What is needed » Please retype the records below exactly, from the first line down to and including the line with "the download command.".

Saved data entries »

....................

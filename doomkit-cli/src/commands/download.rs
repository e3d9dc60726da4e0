//! Download command - fetch and extract the shareware episode.

use std::time::Duration;

use doomkit::AssetService;
use indicatif::{ProgressBar, ProgressStyle};

use crate::error::CliError;
use crate::runner::CliRunner;

/// Run the download command.
pub async fn run(runner: &CliRunner) -> Result<(), CliError> {
    runner.log_startup("download");
    let assets = runner.config().to_asset_config();
    let sources = assets.sources.len();
    let service = AssetService::from_config(assets)?;

    let spinner = ProgressBar::new_spinner();
    spinner.set_style(
        ProgressStyle::with_template("{spinner} {msg} [{elapsed}]")
            .unwrap_or_else(|_| ProgressStyle::default_spinner()),
    );
    spinner.set_message(format!("Downloading from {} source(s)...", sources));
    spinner.enable_steady_tick(Duration::from_millis(120));

    let result = service.download().await;
    spinner.finish_and_clear();

    if !result.success {
        return Err(CliError::Download(
            result.error.unwrap_or_else(|| "unknown error".to_string()),
        ));
    }

    if let Some(message) = &result.message {
        println!("{}", message);
    }
    println!("Saved to: {}", service.target().path().display());
    Ok(())
}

....................

Exercise response »
filename doomkit-cli/src/commands/download.rs
repository e3d9dc60726da4e0
//! Download command - fetch and extract the shareware episode.

use std::time::Duration;

use doomkit::AssetService;
use indicatif::{ProgressBar, ProgressStyle};

use crate::error::CliError;
use crate::runner::CliRunner;

/// Run the download command.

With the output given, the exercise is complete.